ChatGPT (we used 3.5 turbo) was also successful in identifying some interesting relation properties, such as reason on SUSPENDED or date on SIGNED relations. These are obviously very promising results. Not bad for a generic prompt!

On the other hand, it is fair to point out the limitations of the domain-agnostic approach, for example:

  • DenelAPPOINTEDMr. Saloojee” from text “As will be shown, the retention of only one of the members of the Denel board appointed in 2011, the appointment in mid-2015 of a new board, the suspension of Mr Saloojee, Mr Mhlontlo and Ms Afrika in September 2015 all formed part of the Guptas’ strategy to capture Denel.” → In reality, Denel suspended Mr. Saloojee.
  • Mr. BurgerSIGNEDVR Laser” from the text “Five months after the DLS Single Source Contract with VR Laser had been signed by Mr Burger …” → depending on our preferred way of knowledge modelling, the relationships could be for e.g. “DLSCONTRACTEDVR Laser” with edge properties type (“Single Source Contract”) and signed by (“Mr. Burger”)

Finally, notice the normalisation issue: GPT produced node labels which are semantically very similar, almost identical, such as Organization and Company, and it did so even more in case of relations (664 of them from just 86 pages!), for example SUSPENDED vs SUSPENDED_EMPLOYEES vs SUSPENDED_EMPLOYEE vs NO_LONGER_AN_EMPLOYEE. It is obvious that with a generic (therefore ambiguous) prompt, the lack of clear guidelines on what entities and relations specifically are in our interest and how they are defined implies that the LLM is like a dog set loose during a walk – it will hop around from place to place, sometimes finding the right human-friendly direction, other times running through a random bush.

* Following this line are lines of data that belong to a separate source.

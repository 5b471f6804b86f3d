//! Node 1 — Analyze.
//!
//! Classifies query intent via pattern counts across seven intent families,
//! extracts entities, flags multi-part/external-context signals, and scores
//! complexity, against a small static keyword table per family built from
//! precompiled `regex::Regex` statics (same idiom as `secrets.rs`/`ast.rs`).

use once_cell::sync::Lazy;
use regex::Regex;

use super::state::{AgentState, Complexity, Entities, IntentFamily, QueryAnalysis};
use crate::error::AppError;
use crate::session_store::SessionStore;

struct IntentKeywords {
    family: IntentFamily,
    words: &'static [&'static str],
}

const INTENT_TABLE: &[IntentKeywords] = &[
    IntentKeywords {
        family: IntentFamily::BugFinding,
        words: &["bug", "error", "fail", "crash", "broken", "fix", "wrong", "incorrect", "exception"],
    },
    IntentKeywords {
        family: IntentFamily::Architecture,
        words: &["architecture", "design", "structure", "module", "component", "layer", "pattern", "overview"],
    },
    IntentKeywords {
        family: IntentFamily::Implementation,
        words: &["implement", "add", "create", "write", "build", "refactor", "change", "modify"],
    },
    IntentKeywords {
        family: IntentFamily::Comparison,
        words: &["compare", "difference", "versus", "vs", "better", "instead of", "rather than"],
    },
    IntentKeywords {
        family: IntentFamily::Location,
        words: &["where", "find", "locate", "which file", "which function"],
    },
    IntentKeywords {
        family: IntentFamily::Documentation,
        words: &["document", "docstring", "comment", "explain", "describe", "readme"],
    },
    IntentKeywords {
        family: IntentFamily::CodeUnderstanding,
        words: &["how does", "what does", "understand", "works", "behavior", "logic"],
    },
];

const TECHNICAL_KEYWORDS: &[&str] = &[
    "function", "class", "method", "api", "database", "query", "async", "thread", "lock",
    "cache", "index", "schema", "endpoint", "middleware", "authentication", "token", "session",
];

const EXTERNAL_CONTEXT_MARKERS: &[&str] = &[
    "documentation", "online", "npm", "pip", "crates.io", "stack overflow", "rfc", "spec",
    "standard library", "third-party", "external library",
];

static FILE_PATH_RE: Lazy<Regex> =
    Lazy::new(|| Regex::new(r"\b[\w./-]+\.(?:rs|py|js|ts|tsx|jsx|go|java|c|h|cpp|hpp)\b").unwrap());
static FUNCTION_NAME_RE: Lazy<Regex> = Lazy::new(|| Regex::new(r"\b([a-z_][a-z0-9_]*)\s*\(\)").unwrap());
static CLASS_NAME_RE: Lazy<Regex> = Lazy::new(|| Regex::new(r"\b([A-Z][a-zA-Z0-9]*)\b").unwrap());

fn classify_intent(query_lower: &str) -> IntentFamily {
    let mut best = IntentFamily::CodeUnderstanding;
    let mut best_count = 0usize;
    for entry in INTENT_TABLE {
        let count = entry.words.iter().filter(|w| query_lower.contains(*w)).count();
        if count > best_count {
            best_count = count;
            best = entry.family;
        }
    }
    best
}

fn extract_entities(query: &str, query_lower: &str) -> Entities {
    let file_paths = FILE_PATH_RE.find_iter(query).map(|m| m.as_str().to_string()).collect();
    let function_names: Vec<String> = FUNCTION_NAME_RE
        .captures_iter(query)
        .map(|c| c[1].to_string())
        .collect();
    let class_names: Vec<String> = CLASS_NAME_RE
        .captures_iter(query)
        .map(|c| c[1].to_string())
        .filter(|name| name.len() > 2)
        .collect();
    let keywords = TECHNICAL_KEYWORDS
        .iter()
        .filter(|k| query_lower.contains(*k))
        .map(|k| k.to_string())
        .collect();
    Entities { file_paths, function_names, class_names, keywords }
}

fn detect_multi_part(query: &str) -> bool {
    let question_marks = query.matches('?').count();
    let conjunctions = [" and ", " also ", " then ", "; "]
        .iter()
        .filter(|c| query.to_lowercase().contains(*c))
        .count();
    question_marks > 1 || conjunctions > 0
}

fn detect_external_context(query_lower: &str) -> bool {
    EXTERNAL_CONTEXT_MARKERS.iter().any(|m| query_lower.contains(m))
}

fn score_complexity(query: &str, entities: &Entities, multi_part: bool) -> Complexity {
    let word_count = query.split_whitespace().count();
    let entity_count = entities.file_paths.len()
        + entities.function_names.len()
        + entities.class_names.len()
        + entities.keywords.len();

    if multi_part || word_count > 40 || entity_count > 6 {
        Complexity::Complex
    } else if word_count > 15 || entity_count > 2 {
        Complexity::Moderate
    } else {
        Complexity::Simple
    }
}

/// Analyzes `state.query` in place and, if `state.session_id` is set, loads
/// up to the last 20 messages (10 turns) from the session store.
pub async fn run(state: &mut AgentState, session_store: &SessionStore) -> Result<(), AppError> {
    let query_lower = state.query.to_lowercase();
    let entities = extract_entities(&state.query, &query_lower);
    let multi_part = detect_multi_part(&state.query);
    let has_external_context = detect_external_context(&query_lower);
    let complexity = score_complexity(&state.query, &entities, multi_part);
    let intent = classify_intent(&query_lower);

    state.query_analysis = Some(QueryAnalysis {
        intent,
        entities,
        is_multi_part: multi_part,
        has_external_context,
        complexity,
    });

    if let Some(session_id) = state.session_id {
        state.session_history = session_store.recent_messages(session_id, 20).await?;
    }

    Ok(())
}

#[cfg(test)]
mod tests {
    use super::*;

    #[test]
    fn classifies_bug_finding_intent() {
        let intent = classify_intent("why does this crash with an exception on startup");
        assert_eq!(intent, IntentFamily::BugFinding);
    }

    #[test]
    fn extracts_file_path_and_function_entities() {
        let query = "what does parse_file() in ast.rs do";
        let entities = extract_entities(query, &query.to_lowercase());
        assert!(entities.file_paths.iter().any(|p| p == "ast.rs"));
        assert!(entities.function_names.iter().any(|f| f == "parse_file"));
    }

    #[test]
    fn multi_part_detected_from_conjunction() {
        assert!(detect_multi_part("explain auth and then show me the session store"));
        assert!(!detect_multi_part("explain auth"));
    }

    #[test]
    fn complexity_escalates_with_entity_count() {
        let entities = Entities {
            file_paths: vec!["a.rs".into(), "b.rs".into()],
            function_names: vec!["f".into(), "g".into(), "h".into()],
            class_names: vec!["A".into(), "B".into()],
            keywords: vec!["cache".into()],
        };
        assert_eq!(score_complexity("short query", &entities, false), Complexity::Complex);
    }
}
//! `AgentState` — a fixed struct with explicit optional fields per stage,
//! not a dynamic record. Each pipeline node is a linear `State -> State`
//! transformation over it.

use uuid::Uuid;

use crate::model::{Message, Source};
use crate::vector_index::ScoredChunk;

#[derive(Debug, Clone, Copy, PartialEq, Eq)]
pub enum IntentFamily {
    CodeUnderstanding,
    BugFinding,
    Architecture,
    Implementation,
    Comparison,
    Location,
    Documentation,
}

#[derive(Debug, Clone, Copy, PartialEq, Eq)]
pub enum Complexity {
    Simple,
    Moderate,
    Complex,
}

#[derive(Debug, Clone, Default)]
pub struct Entities {
    pub file_paths: Vec<String>,
    pub function_names: Vec<String>,
    pub class_names: Vec<String>,
    pub keywords: Vec<String>,
}

#[derive(Debug, Clone)]
pub struct QueryAnalysis {
    pub intent: IntentFamily,
    pub entities: Entities,
    pub is_multi_part: bool,
    pub has_external_context: bool,
    pub complexity: Complexity,
}

#[derive(Debug, Clone)]
pub struct CitationCheck {
    pub source: Source,
    pub verified: bool,
}

#[derive(Debug, Clone)]
pub struct ValidationResults {
    pub citations: Vec<CitationCheck>,
    pub citation_accuracy: f32,
    pub hallucinated_identifiers: Vec<String>,
    pub context_alignment: f32,
    pub overall_score: f32,
}

#[derive(Debug, Clone, Copy, PartialEq, Eq)]
pub enum ErrorCategory {
    UserInput,
    Retrieval,
    RateLimit,
    LlmService,
    Timeout,
    Network,
    Authentication,
    Resource,
    Unknown,
}

#[derive(Debug, Clone)]
pub struct ErrorMetadata {
    pub category: ErrorCategory,
    pub user_message: String,
    pub recovery_suggestion: String,
    pub technical_detail: String,
}

/// Carried across the five pipeline nodes. Every field past `query` is
/// populated by exactly one node and never mutated by a later one, except
/// `response` (accumulated token-by-token in generate).
pub struct AgentState {
    pub codebase_id: Uuid,
    pub session_id: Option<Uuid>,
    pub query: String,

    pub query_analysis: Option<QueryAnalysis>,
    pub session_history: Vec<Message>,

    pub retrieved_chunks: Vec<ScoredChunk>,
    pub sources: Vec<Source>,

    pub context: String,

    pub response: String,

    pub validation_results: Option<ValidationResults>,
    pub error_metadata: Option<ErrorMetadata>,
}

impl AgentState {
    pub fn new(codebase_id: Uuid, session_id: Option<Uuid>, query: String) -> Self {
        AgentState {
            codebase_id,
            session_id,
            query,
            query_analysis: None,
            session_history: Vec::new(),
            retrieved_chunks: Vec::new(),
            sources: Vec::new(),
            context: String::new(),
            response: String::new(),
            validation_results: None,
            error_metadata: None,
        }
    }

    pub fn failed(&self) -> bool {
        self.error_metadata.is_some()
    }
}
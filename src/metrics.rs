//! Prometheus exposition via `metrics` + `metrics-exporter-prometheus`. The
//! vector DB, embedding provider, and LLM provider are capability providers
//! and are not reimplemented here, but the core still emits counters and
//! histograms around calls to them, matching the intent of the Python
//! original's `core/metrics.py`.

use metrics_exporter_prometheus::{PrometheusBuilder, PrometheusHandle};
use once_cell::sync::OnceCell;

static HANDLE: OnceCell<PrometheusHandle> = OnceCell::new();

/// Installs the process-wide recorder once at startup. Panics if called
/// twice, matching `PrometheusBuilder::install_recorder`'s own contract.
pub fn install() {
    let handle = PrometheusBuilder::new()
        .install_recorder()
        .expect("failed to install Prometheus recorder");
    HANDLE.set(handle).expect("metrics::install called more than once");
}

/// Renders the current Prometheus exposition text for `GET /metrics`.
/// Empty string if `install` was never called (e.g. in unit tests).
pub fn render() -> String {
    HANDLE.get().map(|h| h.render()).unwrap_or_default()
}

pub mod names {
    pub const INGESTION_STARTED: &str = "coderag_ingestion_started_total";
    pub const INGESTION_COMPLETED: &str = "coderag_ingestion_completed_total";
    pub const INGESTION_FAILED: &str = "coderag_ingestion_failed_total";
    pub const CHUNKS_CREATED: &str = "coderag_chunks_created_total";
    pub const SECRETS_DETECTED: &str = "coderag_secrets_detected_total";
    pub const QUERY_REQUESTS: &str = "coderag_query_requests_total";
    pub const QUERY_RATE_LIMITED: &str = "coderag_query_rate_limited_total";
    pub const VECTOR_INDEX_CALL_SECONDS: &str = "coderag_vector_index_call_seconds";
    pub const EMBEDDING_CALL_SECONDS: &str = "coderag_embedding_call_seconds";
    pub const LLM_CALL_SECONDS: &str = "coderag_llm_call_seconds";
}

pub fn record_ingestion_started() {
    metrics::counter!(names::INGESTION_STARTED).increment(1);
}

pub fn record_ingestion_completed(chunks: u64, secrets: u64) {
    metrics::counter!(names::INGESTION_COMPLETED).increment(1);
    metrics::counter!(names::CHUNKS_CREATED).increment(chunks);
    metrics::counter!(names::SECRETS_DETECTED).increment(secrets);
}

pub fn record_ingestion_failed() {
    metrics::counter!(names::INGESTION_FAILED).increment(1);
}

pub fn record_query_request() {
    metrics::counter!(names::QUERY_REQUESTS).increment(1);
}

pub fn record_query_rate_limited() {
    metrics::counter!(names::QUERY_RATE_LIMITED).increment(1);
}

pub fn record_vector_index_call(seconds: f64) {
    metrics::histogram!(names::VECTOR_INDEX_CALL_SECONDS).record(seconds);
}

pub fn record_embedding_call(seconds: f64) {
    metrics::histogram!(names::EMBEDDING_CALL_SECONDS).record(seconds);
}

pub fn record_llm_call(seconds: f64) {
    metrics::histogram!(names::LLM_CALL_SECONDS).record(seconds);
}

Knowledge Graph at few clicks

The unquestionable fact is that Large Language Models show great promise for Knowledge Graph building. On the other hand, they are not magic boxes that will solve all our problems right away. It is obvious now that the dream of producing an accurate domain-specific KG using an out-of-the-box model at the click of a button remains, for now, just that – a dream. However, we can get close enough. We will just need a few more clicks …

Without at least a few expert-level iterations on prompt engineering, we cannot overcome the failures discussed above, but we can design a system that will help us with the node & relation normalisation issue.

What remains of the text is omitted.